+++ Source information

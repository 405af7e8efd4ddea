use crate::parser::{GoParser, PackageKey, ParsedFile, TypeDecl};
use mockgen_model::{AuxFile, MockgenError, Result};
use std::path::Path;

/// Every source file available to one source-mode run.
///
/// The first file is the one being mocked; the rest are auxiliary files,
/// either from the same package or from imported packages.
pub struct PackageSources {
    files: Vec<ParsedFile>,
    primary_path: Option<String>,
}

impl PackageSources {
    /// Read and parse the source file and all auxiliary files up front
    pub fn load(source: &Path, library: Option<&str>, aux_files: &[AuxFile]) -> Result<Self> {
        let mut parser = GoParser::new()?;
        let primary = parser.parse(source, read(source)?, PackageKey::Primary)?;

        let mut files = Vec::with_capacity(aux_files.len() + 1);
        for aux in aux_files {
            let same_package = aux.package.is_empty()
                || library == Some(aux.package.as_str())
                || (library.is_none() && aux.package == primary.package_name);
            let key = if same_package {
                PackageKey::Primary
            } else {
                PackageKey::Other(aux.package.clone())
            };
            let parsed = parser.parse(&aux.path, read(&aux.path)?, key)?;
            if same_package && parsed.package_name != primary.package_name {
                log::warn!(
                    "aux file {} declares package {}, expected {}",
                    parsed.display(),
                    parsed.package_name,
                    primary.package_name
                );
            }
            files.push(parsed);
        }
        files.insert(0, primary);

        Ok(Self::from_files(files, library.map(str::to_string)))
    }

    /// Assemble from already parsed files; the first one is the mocked file
    pub fn from_files(files: Vec<ParsedFile>, primary_path: Option<String>) -> Self {
        Self {
            files,
            primary_path,
        }
    }

    /// The file being mocked
    pub fn primary(&self) -> Option<&ParsedFile> {
        self.files.first()
    }

    /// Import path of the mocked package, when known
    pub fn primary_path(&self) -> Option<&str> {
        self.primary_path.as_deref()
    }

    /// Package key for an import path
    pub fn key_for(&self, path: &str) -> PackageKey {
        if self.primary_path.as_deref() == Some(path) {
            PackageKey::Primary
        } else {
            PackageKey::Other(path.to_string())
        }
    }

    fn files_of(&self, package: &PackageKey) -> impl Iterator<Item = &ParsedFile> + '_ {
        let package = package.clone();
        self.files.iter().filter(move |f| f.package == package)
    }

    /// Find a type declaration anywhere in a package's available files
    pub fn find_type(&self, package: &PackageKey, name: &str) -> Option<(&ParsedFile, TypeDecl<'_>)> {
        self.files_of(package)
            .find_map(|file| file.find_type(name).map(|decl| (file, decl)))
    }

    /// Whether any available file of the package declares the type
    pub fn declares(&self, package: &PackageKey, name: &str) -> bool {
        self.files_of(package).any(|file| file.declares(name))
    }

    /// Human readable package description for error messages
    pub fn describe(&self, package: &PackageKey) -> String {
        let files: Vec<_> = self.files_of(package).map(ParsedFile::display).collect();
        match package {
            PackageKey::Primary => format!("package source ({})", files.join(", ")),
            PackageKey::Other(path) if files.is_empty() => format!("{path} (no source available)"),
            PackageKey::Other(path) => format!("{path} ({})", files.join(", ")),
        }
    }
}

fn read(path: &Path) -> Result<String> {
    std::fs::read_to_string(path).map_err(|e| {
        MockgenError::Io(std::io::Error::new(
            e.kind(),
            format!("{}: {e}", path.display()),
        ))
    })
}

++++++

What is required>
The records above are to be output in full and without error.

Response to the exercise>
repository 405af7e8efd4ddea
use crate::parser::{GoParser, PackageKey, ParsedFile, TypeDecl};
use mockgen_model::{AuxFile, MockgenError, Result};
use std::path::Path;

/// Every source file available to one source-mode run.
///
/// The first file is the one being mocked; the rest are auxiliary files,
/// either from the same package or from imported packages.
pub struct PackageSources {
    files: Vec<ParsedFile>,
    primary_path: Option<String>,
}

impl PackageSources {
    /// Read and parse the source file and all auxiliary files up front
    pub fn load(source: &Path, library: Option<&str>, aux_files: &[AuxFile]) -> Result<Self> {
        let mut parser = GoParser::new()?;
        let primary = parser.parse(source, read(source)?, PackageKey::Primary)?;

        let mut files = Vec::with_capacity(aux_files.len() + 1);
        for aux in aux_files {
            let same_package = aux.package.is_empty()
                || library == Some(aux.package.as_str())
                || (library.is_none() && aux.package == primary.package_name);
            let key = if same_package {
                PackageKey::Primary
            } else {
                PackageKey::Other(aux.package.clone())
            };
            let parsed = parser.parse(&aux.path, read(&aux.path)?, key)?;
            if same_package && parsed.package_name != primary.package_name {
                log::warn!(
                    "aux file {} declares package {}, expected {}",
                    parsed.display(),
                    parsed.package_name,
                    primary.package_name
                );
            }
            files.push(parsed);
        }
        files.insert(0, primary);

        Ok(Self::from_files(files, library.map(str::to_string)))
    }

    /// Assemble from already parsed files; the first one is the mocked file
    pub fn from_files(files: Vec<ParsedFile>, primary_path: Option<String>) -> Self {
        Self {
            files,
            primary_path,
        }
    }

    /// The file being mocked
    pub fn primary(&self) -> Option<&ParsedFile> {
        self.files.first()
    }

    /// Import path of the mocked package, when known
    pub fn primary_path(&self) -> Option<&str> {
        self.primary_path.as_deref()
    }

    /// Package key for an import path
    pub fn key_for(&self, path: &str) -> PackageKey {
        if self.primary_path.as_deref() == Some(path) {
            PackageKey::Primary
        } else {
            PackageKey::Other(path.to_string())
        }
    }

    fn files_of(&self, package: &PackageKey) -> impl Iterator<Item = &ParsedFile> + '_ {
        let package = package.clone();
        self.files.iter().filter(move |f| f.package == package)
    }

    /// Find a type declaration anywhere in a package's available files
    pub fn find_type(&self, package: &PackageKey, name: &str) -> Option<(&ParsedFile, TypeDecl<'_>)> {
        self.files_of(package)
            .find_map(|file| file.find_type(name).map(|decl| (file, decl)))
    }

    /// Whether any available file of the package declares the type
    pub fn declares(&self, package: &PackageKey, name: &str) -> bool {
        self.files_of(package).any(|file| file.declares(name))
    }

    /// Human readable package description for error messages
    pub fn describe(&self, package: &PackageKey) -> String {
        let files: Vec<_> = self.files_of(package).map(ParsedFile::display).collect();
        match package {
            PackageKey::Primary => format!("package source ({})", files.join(", ")),
            PackageKey::Other(path) if files.is_empty() => format!("{path} (no source available)"),
            PackageKey::Other(path) => format!("{path} ({})", files.join(", ")),
        }
    }
}

fn read(path: &Path) -> Result<String> {
    std::fs::read_to_string(path).map_err(|e| {
        MockgenError::Io(std::io::Error::new(
            e.kind(),
            format!("{}: {e}", path.display()),
        ))
    })
}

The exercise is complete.